J. H. LEON GAUTHIER, Acting Superintendent of Schools, Middletown, R. I.

SANTA ANA, CALIF., July 12, 1954.


Senate Office Building:

Relative to hearing of extension of Public Law 815, the Santa Ana city schools are now in the midst of a $4 million school-building program which has been entirely locally financed. This $4 million program does not by any means meet the needs that we now have or know will be created in the near future in the Santa Ana schools. A former entitlement of $626,000 has never materialized, although under the present appropriation bill we may obtain about 10 percent of it. We currently have new applications in for $298,000 construction aid needed in addition to former request. Therefore, we urge you file our statement of need with the Education Committee which is holding a 1-day hearing on extension of Public Law 815 Tuesday, July 13, 1954. You are familiar with Organe County's tremendous growth and know the seriousness of our situation. We implore your personal attention.


President, Santa Ana Board of Education.

LYNN B. CRAWFORD, Superintendent of Santa Ana Schools.




Chairman, Senate Committee on Labor and Public Welfare,

Senate Office Building, Washington, D. C.

July 14, 1954.

DEAR SENATOR: I shall appreciate it if you would have the enclosed telegram from one of my constituents, Mr. Morris S. Jennings, superintendent of the South San Antonio Independent School District, made a part of the hearings held by your committee yesterday on S. 3628, to extend Public Law 815. Mr. Jennings is very anxious that the plight of his school district shall be brought to the attention of your committee.

Sincerely yours,



SAN ANTONIO, TEX., July 12, 1954.

Senate Office Building, Washington, D. C.:

With reference to need for extension of Public Law 815, we thought you might appreciate having a statement of the needs of the South San Antonio Independent District for filing with the Committee on Education. We had 600 unhoused children at the close of school last May 28. We will probably have 1,000 such children when school opens next September 1. It is extremely urgent that Public Law 815 be extended if federally connected children in this school district are to have adequate educational opportunities.

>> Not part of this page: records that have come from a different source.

//! Table proxy.

use super::{expect_kind, ProxyRef};
use crate::bridge;
use crate::convert;
use crate::error::{ConversionError, Error, Result};
use crate::registry::ObjectKind;
use crate::state::Context;
use crate::value::{Map, Value};
use std::fmt;

/// Handle on an engine table.
///
/// Keyed access goes through the table's metamethods; the `raw_*` variants
/// bypass them. Numeric keys stay keys: a table used as an array is still
/// accessed by key, with the engine's 1-based indices.
///
/// # Example
///
/// ```
/// use moonbridge::{Runtime, Value};
///
/// let rt = Runtime::new()?;
/// let table = rt.eval("{ greeting = 'hi', 10, 20 }")?.into_table().expect("table");
/// assert_eq!(table.get("greeting")?, Value::from("hi"));
/// assert_eq!(table.get(2)?, Value::Integer(20));
/// assert_eq!(table.len()?, 2);
/// # Ok::<(), moonbridge::Error>(())
/// ```
#[derive(Clone, PartialEq, Eq)]
pub struct Table(pub(crate) ProxyRef);

impl Table {
    fn with<R>(&self, f: impl FnOnce(&Context<'_>, mlua::Table) -> Result<R>) -> Result<R> {
        self.0.with(|cx, value| {
            let table = expect_kind!(value, Table, "table");
            f(cx, table)
        })
    }

    /// Returns `table[key]`, honouring `__index`.
    pub fn get(&self, key: impl Into<Value>) -> Result<Value> {
        let key = key.into();
        self.with(|cx, table| {
            let key = convert::to_lua(cx, &key)?;
            let results = bridge::call_function(
                cx,
                &cx.internals.index,
                vec![mlua::Value::Table(table), key],
            )?;
            first(cx, results)
        })
    }

    /// Performs `table[key] = value`, honouring `__newindex`.
    pub fn set(&self, key: impl Into<Value>, value: impl Into<Value>) -> Result<()> {
        let key = key.into();
        let value = value.into();
        if key.is_nil() {
            return Err(ConversionError::NilKey.into());
        }
        self.with(|cx, table| {
            let mut args = vec![mlua::Value::Table(table)];
            args.extend(convert::to_lua_multi(cx, &[key, value])?);
            bridge::call_function(cx, &cx.internals.assign, args)?;
            Ok(())
        })
    }

    /// Removes `key` by assigning nil.
    pub fn delete(&self, key: impl Into<Value>) -> Result<()> {
        self.set(key, Value::Nil)
    }

    /// Returns true if `table[key]` is not nil.
    pub fn contains_key(&self, key: impl Into<Value>) -> Result<bool> {
        Ok(!self.get(key)?.is_nil())
    }

    /// Returns the border of the array part (`#table`).
    pub fn len(&self) -> Result<usize> {
        self.with(|cx, table| {
            let results =
                bridge::call_function(cx, &cx.internals.length, vec![mlua::Value::Table(table)])?;
            Ok(match results.into_vec().into_iter().next() {
                Some(mlua::Value::Integer(n)) => usize::try_from(n).unwrap_or(0),
                #[allow(clippy::cast_possible_truncation, clippy::cast_sign_loss)]
                Some(mlua::Value::Number(n)) if n >= 0.0 => n as usize,
                _ => 0,
            })
        })
    }

    /// Returns true if `#table` is zero.
    pub fn is_empty(&self) -> Result<bool> {
        Ok(self.len()? == 0)
    }

    /// Returns the length without invoking metamethods.
    pub fn raw_len(&self) -> Result<usize> {
        self.with(|_, table| Ok(table.raw_len()))
    }

    /// Returns `table[key]` without invoking metamethods.
    pub fn raw_get(&self, key: impl Into<Value>) -> Result<Value> {
        let key = key.into();
        self.with(|cx, table| {
            let key = convert::to_lua(cx, &key)?;
            let value = convert::raw_exact(&table, key)?;
            convert::to_host(cx, value)
        })
    }

    /// Assigns `table[key] = value` without invoking metamethods.
    pub fn raw_set(&self, key: impl Into<Value>, value: impl Into<Value>) -> Result<()> {
        let key = key.into();
        let value = value.into();
        if key.is_nil() {
            return Err(ConversionError::NilKey.into());
        }
        self.with(|cx, table| {
            let mut converted = convert::to_lua_multi(cx, &[key, value])?.into_iter();
            let key = converted.next().unwrap_or(mlua::Value::Nil);
            let value = converted.next().unwrap_or(mlua::Value::Nil);
            table.raw_set(key, value)?;
            Ok(())
        })
    }

    /// Returns the metatable, if one is set.
    pub fn metatable(&self) -> Result<Option<Table>> {
        self.with(|cx, table| {
            let results = bridge::call_function(
                cx,
                &cx.internals.getmetatable,
                vec![mlua::Value::Table(table)],
            )?;
            match results.into_vec().into_iter().next() {
                None | Some(mlua::Value::Nil) => Ok(None),
                Some(mt @ mlua::Value::Table(_)) => {
                    Ok(Some(Table(cx.anchor(mt, ObjectKind::Table, false)?)))
                }
                Some(_) => Err(Error::runtime("metatable is protected")),
            }
        })
    }

    /// Sets or clears the metatable.
    pub fn set_metatable(&self, metatable: Option<&Table>) -> Result<()> {
        self.with(|cx, table| {
            let metatable = match metatable {
                Some(mt) => cx.fetch(&mt.0)?,
                None => mlua::Value::Nil,
            };
            bridge::call_function(
                cx,
                &cx.internals.setmetatable,
                vec![mlua::Value::Table(table), metatable],
            )?;
            Ok(())
        })
    }

    /// Iterates over the table's pairs.
    ///
    /// The iterator is lazy; each step takes the runtime guard once. Keys
    /// must not be added to the table while iterating (values may change
    /// or be cleared), otherwise the engine's `next` may fail or skip pairs.
    #[must_use]
    pub fn iter(&self) -> TableIter {
        TableIter {
            table: self.clone(),
            last: None,
            done: false,
        }
    }

    /// Iterates over the table's keys.
    pub fn keys(&self) -> impl Iterator<Item = Result<Value>> {
        self.iter().map(|pair| pair.map(|(key, _)| key))
    }

    /// Iterates over the table's values.
    pub fn values(&self) -> impl Iterator<Item = Result<Value>> {
        self.iter().map(|pair| pair.map(|(_, value)| value))
    }

    /// Copies the table's pairs into a host [`Map`].
    ///
    /// Only the first level is copied; nested tables stay proxies.
    pub fn to_map(&self) -> Result<Map> {
        let map = Map::new();
        for pair in self.iter() {
            let (key, value) = pair?;
            map.insert(key, value);
        }
        Ok(map)
    }

    /// Id of the runtime that owns this table.
    #[must_use]
    pub fn runtime_id(&self) -> u64 {
        self.0.runtime_id()
    }
}

impl fmt::Debug for Table {
    fn fmt(&self, f: &mut fmt::Formatter<'_>) -> fmt::Result {
        write!(f, "Table({:?})", self.0)
    }
}

impl IntoIterator for &Table {
    type Item = Result<(Value, Value)>;
    type IntoIter = TableIter;

    fn into_iter(self) -> TableIter {
        self.iter()
    }
}

/// Lazy iterator over a table's pairs, driven by the engine's `next`.
pub struct TableIter {
    table: Table,
    last: Option<Value>,
    done: bool,
}

impl Iterator for TableIter {
    type Item = Result<(Value, Value)>;

    fn next(&mut self) -> Option<Self::Item> {
        if self.done {
            return None;
        }
        let key = self.last.take().unwrap_or_default();
        let step = self.table.with(|cx, table| {
            let key = convert::to_lua(cx, &key)?;
            let results =
                bridge::call_function(cx, &cx.internals.next, vec![mlua::Value::Table(table), key])?;
            let mut results = results.into_vec().into_iter();
            let key = results.next().unwrap_or(mlua::Value::Nil);
            if key.is_nil() {
                return Ok(None);
            }
            let value = results.next().unwrap_or(mlua::Value::Nil);
            Ok(Some((convert::to_host(cx, key)?, convert::to_host(cx, value)?)))
        });
        match step {
            Ok(Some((key, value))) => {
                self.last = Some(key.clone());
                Some(Ok((key, value)))
            }
            Ok(None) => {
                self.done = true;
                None
            }
            Err(err) => {
                self.done = true;
                Some(Err(err))
            }
        }
    }
}

impl std::iter::FusedIterator for TableIter {}

/// Converts the first of `results`, or `Nil` if there are none.
fn first(cx: &Context<'_>, results: mlua::MultiValue) -> Result<Value> {
    match results.into_vec().into_iter().next() {
        Some(value) => convert::to_host(cx, value),
        None => Ok(Value::Nil),
    }
}
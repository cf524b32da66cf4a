//! Function proxy.

use super::{expect_kind, Coroutine, ProxyRef};
use crate::bridge;
use crate::convert;
use crate::error::{Error, Result};
use crate::registry::ObjectKind;
use crate::state::Context;
use crate::value::{Map, Value};
use std::fmt;

/// Handle on an engine function.
#[derive(Clone, PartialEq, Eq)]
pub struct Function(pub(crate) ProxyRef);

impl Function {
    fn with<R>(&self, f: impl FnOnce(&Context<'_>, mlua::Function) -> Result<R>) -> Result<R> {
        self.0.with(|cx, value| {
            let function = expect_kind!(value, Function, "function");
            f(cx, function)
        })
    }

    /// Calls the function, collapsing its results to one value.
    ///
    /// Multiple results come back as a [`List`](crate::List) when the
    /// runtime unpacks returns, otherwise only the first is kept.
    pub fn call(&self, args: impl IntoIterator<Item = Value>) -> Result<Value> {
        let args: Vec<Value> = args.into_iter().collect();
        self.with(|cx, function| {
            let args = convert::to_lua_multi(cx, &args)?;
            let results = bridge::call_function(cx, &function, args)?;
            convert::collapse_returns(cx, results)
        })
    }

    /// Calls the function and returns every result.
    pub fn call_multi(&self, args: impl IntoIterator<Item = Value>) -> Result<Vec<Value>> {
        let args: Vec<Value> = args.into_iter().collect();
        self.with(|cx, function| {
            let args = convert::to_lua_multi(cx, &args)?;
            let results = bridge::call_function(cx, &function, args)?;
            convert::to_host_multi(cx, results)
        })
    }

    /// Calls the function with keyword-like arguments.
    ///
    /// `kwargs` is passed as one table after the positional arguments.
    pub fn call_with_kwargs(
        &self,
        args: impl IntoIterator<Item = Value>,
        kwargs: Map,
    ) -> Result<Value> {
        let mut args: Vec<Value> = args.into_iter().collect();
        args.push(Value::Map(kwargs));
        self.call(args)
    }

    /// Creates a coroutine running this function.
    ///
    /// The coroutine starts in the `created` state. Its first resume calls
    /// the function with `args` followed by the resume arguments.
    pub fn coroutine(&self, args: impl IntoIterator<Item = Value>) -> Result<Coroutine> {
        let args: Vec<Value> = args.into_iter().collect();
        self.with(|cx, function| {
            let mut spawn_args = vec![mlua::Value::Function(function)];
            spawn_args.extend(convert::to_lua_multi(cx, &args)?);
            let body = bridge::call_function(cx, &cx.internals.spawn, spawn_args)?;
            let body = match body.into_vec().into_iter().next() {
                Some(mlua::Value::Function(body)) => body,
                _ => return Err(Error::runtime("spawn did not return a function")),
            };
            let thread = cx.lua.create_thread(body)?;
            let anchor = cx.anchor(mlua::Value::Thread(thread), ObjectKind::Coroutine, false)?;
            Ok(Coroutine(anchor))
        })
    }

    /// Id of the runtime that owns this function.
    #[must_use]
    pub fn runtime_id(&self) -> u64 {
        self.0.runtime_id()
    }
}

impl fmt::Debug for Function {
    fn fmt(&self, f: &mut fmt::Formatter<'_>) -> fmt::Result {
        write!(f, "Function({:?})", self.0)
    }
}
//! Host-facing runtime API.

use crate::bridge;
use crate::config::RuntimeConfig;
use crate::convert;
use crate::error::{ConversionError, Error, Result};
use crate::proxy::{Function, Table};
use crate::registry::ObjectKind;
use crate::state::{Context, Shared};
use crate::value::Value;
use std::fmt;
use std::sync::Arc;

const EVAL_CHUNK: &str = "=eval";
const EXECUTE_CHUNK: &str = "=execute";

/// One embedded LuaJIT interpreter.
///
/// A runtime can be shared between threads (`&Runtime` is `Send + Sync`);
/// all calls are serialized on its guard. Dropping the runtime invalidates
/// every proxy it handed out. [`close`](Self::close) tears the interpreter
/// down explicitly and refuses while proxies are still alive.
///
/// # Example
///
/// ```
/// use moonbridge::{Callback, Runtime, Value};
///
/// let rt = Runtime::new()?;
/// rt.set_global(
///     "double",
///     Callback::named("double", |_, args| {
///         let n = args.first().and_then(Value::as_integer).unwrap_or(0);
///         Ok(Value::Integer(n * 2))
///     }),
/// )?;
/// assert_eq!(rt.eval("double(21)")?, Value::Integer(42));
/// # Ok::<(), moonbridge::Error>(())
/// ```
pub struct Runtime {
    shared: Arc<Shared>,
}

impl Runtime {
    /// Opens a runtime with `config`.
    ///
    /// # Errors
    ///
    /// Fails if the interpreter cannot be initialized.
    pub fn open(config: RuntimeConfig) -> Result<Self> {
        Ok(Self {
            shared: Shared::open(config)?,
        })
    }

    /// Opens a runtime with the default configuration.
    ///
    /// # Errors
    ///
    /// Fails if the interpreter cannot be initialized.
    pub fn new() -> Result<Self> {
        Self::open(RuntimeConfig::default())
    }

    /// Evaluates an expression (or, failing that, a chunk) and collapses its
    /// results to one value.
    pub fn eval(&self, source: &str) -> Result<Value> {
        eval(&self.shared, source)
    }

    /// Evaluates like [`eval`](Self::eval) and returns every result.
    pub fn eval_multi(&self, source: &str) -> Result<Vec<Value>> {
        eval_multi(&self.shared, source)
    }

    /// Runs a chunk for its side effects.
    pub fn execute(&self, source: &str) -> Result<()> {
        execute(&self.shared, source)
    }

    /// Compiles a chunk without running it.
    pub fn compile(&self, source: &str, name: &str) -> Result<Function> {
        self.shared.enter(|cx| {
            let function = load(cx, source, &format!("={name}"))?;
            Ok(Function(cx.anchor(
                mlua::Value::Function(function),
                ObjectKind::Function,
                false,
            )?))
        })
    }

    /// Returns the global environment table.
    pub fn globals(&self) -> Result<Table> {
        globals(&self.shared)
    }

    /// Reads a global variable.
    pub fn get_global(&self, name: &str) -> Result<Value> {
        globals(&self.shared)?.get(name)
    }

    /// Assigns a global variable.
    pub fn set_global(&self, name: &str, value: impl Into<Value>) -> Result<()> {
        globals(&self.shared)?.set(name, value)
    }

    /// Loads a module through the engine's `require`.
    pub fn require(&self, module: &str) -> Result<Value> {
        let module = module.to_string();
        self.shared.enter(|cx| {
            let require = cx
                .lua
                .globals()
                .raw_get::<Option<mlua::Function>>("require")?
                .ok_or_else(|| Error::runtime("require is not available"))?;
            let name = convert::to_lua(cx, &Value::Text(module))?;
            let results = bridge::call_function(cx, &require, vec![name])?;
            convert::collapse_returns(cx, results)
        })
    }

    /// Creates an empty table.
    pub fn create_table(&self) -> Result<Table> {
        create_table(&self.shared)
    }

    /// Copies a host [`List`](crate::List) or [`Map`](crate::Map) into a
    /// new table.
    pub fn table_from(&self, value: impl Into<Value>) -> Result<Table> {
        let value = value.into();
        if !matches!(value, Value::List(_) | Value::Map(_)) {
            return Err(ConversionError::Unsupported(format!(
                "cannot build a table from {}",
                value.type_name()
            ))
            .into());
        }
        self.shared.enter(|cx| {
            let table = convert::to_lua(cx, &value)?;
            Ok(Table(cx.anchor(table, ObjectKind::Table, false)?))
        })
    }

    /// Tears down the interpreter.
    ///
    /// # Errors
    ///
    /// Fails with [`LifecycleError::LiveReferences`](crate::LifecycleError::LiveReferences)
    /// while proxies are alive, and with
    /// [`LifecycleError::CallInFlight`](crate::LifecycleError::CallInFlight)
    /// while a call is executing. Closing twice succeeds.
    pub fn close(&self) -> Result<()> {
        self.shared.close()
    }

    /// Returns true once [`close`](Self::close) has succeeded.
    #[must_use]
    pub fn is_closed(&self) -> bool {
        self.shared.is_closed()
    }

    /// Number of engine objects currently anchored for proxies.
    #[must_use]
    pub fn live_references(&self) -> usize {
        self.shared.live_references()
    }

    /// The engine's version string, such as `LuaJIT 2.1.1700008891`.
    #[must_use]
    pub fn engine_version(&self) -> &str {
        self.shared.engine_version()
    }

    /// Process-unique id of this runtime.
    #[must_use]
    pub fn id(&self) -> u64 {
        self.shared.id()
    }

    /// The configuration this runtime was opened with.
    #[must_use]
    pub fn config(&self) -> &RuntimeConfig {
        self.shared.config()
    }
}

impl Drop for Runtime {
    fn drop(&mut self) {
        self.shared.finish();
    }
}

impl fmt::Debug for Runtime {
    fn fmt(&self, f: &mut fmt::Formatter<'_>) -> fmt::Result {
        f.debug_struct("Runtime")
            .field("id", &self.id())
            .field("engine", &self.engine_version())
            .finish_non_exhaustive()
    }
}

/// Handle passed to host callbacks.
///
/// Calls made through a scope run on the guard the invoking thread already
/// holds, so a callback can call back into the runtime that invoked it.
pub struct Scope {
    shared: Arc<Shared>,
}

impl Scope {
    pub(crate) fn new(shared: Arc<Shared>) -> Self {
        Self { shared }
    }

    /// See [`Runtime::eval`].
    pub fn eval(&self, source: &str) -> Result<Value> {
        eval(&self.shared, source)
    }

    /// See [`Runtime::eval_multi`].
    pub fn eval_multi(&self, source: &str) -> Result<Vec<Value>> {
        eval_multi(&self.shared, source)
    }

    /// See [`Runtime::execute`].
    pub fn execute(&self, source: &str) -> Result<()> {
        execute(&self.shared, source)
    }

    /// See [`Runtime::globals`].
    pub fn globals(&self) -> Result<Table> {
        globals(&self.shared)
    }

    /// See [`Runtime::create_table`].
    pub fn create_table(&self) -> Result<Table> {
        create_table(&self.shared)
    }

    /// Id of the runtime that invoked the callback.
    #[must_use]
    pub fn runtime_id(&self) -> u64 {
        self.shared.id()
    }
}

impl fmt::Debug for Scope {
    fn fmt(&self, f: &mut fmt::Formatter<'_>) -> fmt::Result {
        f.debug_struct("Scope")
            .field("runtime", &self.shared.id())
            .finish()
    }
}

/// Compiles `source` as an expression list when it parses as one, and as a
/// chunk otherwise.
///
/// The expression list is passed through a local function rather than
/// returned directly: a plain `return f()` is a tail call, which drops the
/// caller's frame and the callee's name from tracebacks.
fn load_expression(cx: &Context<'_>, source: &str) -> Result<mlua::Function> {
    let wrapped = format!("local function results(...) return ... end return results({source}\n)");
    match load(cx, &wrapped, EVAL_CHUNK) {
        Ok(function) => Ok(function),
        Err(Error::Syntax { .. }) => load(cx, source, EVAL_CHUNK),
        Err(err) => Err(err),
    }
}

fn load(cx: &Context<'_>, source: &str, chunk_name: &str) -> Result<mlua::Function> {
    Ok(cx.lua.load(source).set_name(chunk_name).into_function()?)
}

fn eval(shared: &Arc<Shared>, source: &str) -> Result<Value> {
    shared.enter(|cx| {
        let function = load_expression(cx, source)?;
        let results = bridge::call_function(cx, &function, Vec::new())?;
        convert::collapse_returns(cx, results)
    })
}

fn eval_multi(shared: &Arc<Shared>, source: &str) -> Result<Vec<Value>> {
    shared.enter(|cx| {
        let function = load_expression(cx, source)?;
        let results = bridge::call_function(cx, &function, Vec::new())?;
        convert::to_host_multi(cx, results)
    })
}

fn execute(shared: &Arc<Shared>, source: &str) -> Result<()> {
    shared.enter(|cx| {
        let function = load(cx, source, EXECUTE_CHUNK)?;
        bridge::call_function(cx, &function, Vec::new())?;
        Ok(())
    })
}

fn globals(shared: &Arc<Shared>) -> Result<Table> {
    shared.enter(|cx| {
        let globals = mlua::Value::Table(cx.lua.globals());
        Ok(Table(cx.anchor(globals, ObjectKind::Table, false)?))
    })
}

fn create_table(shared: &Arc<Shared>) -> Result<Table> {
    shared.enter(|cx| {
        let table = mlua::Value::Table(cx.lua.create_table()?);
        Ok(Table(cx.anchor(table, ObjectKind::Table, false)?))
    })
}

MORRIS S. JENNINGS Superintendent, South San Antonio Independent School District.


United States Senator,

Colorado Springs, Colo., July 9, 1954.

Senate Office Building, Washington, D. C.

DEAR SENATOR: As a long-time member of the school board of District No. 11 in Colorado Springs, I want to thank you for your help given in securing the passage of the third supplemental bill for 1954 for Federal assistance in the construction of schoolbuildings in areas like ours where increased enrollments due to Government installations have greatly added to our already complicated building program and problems.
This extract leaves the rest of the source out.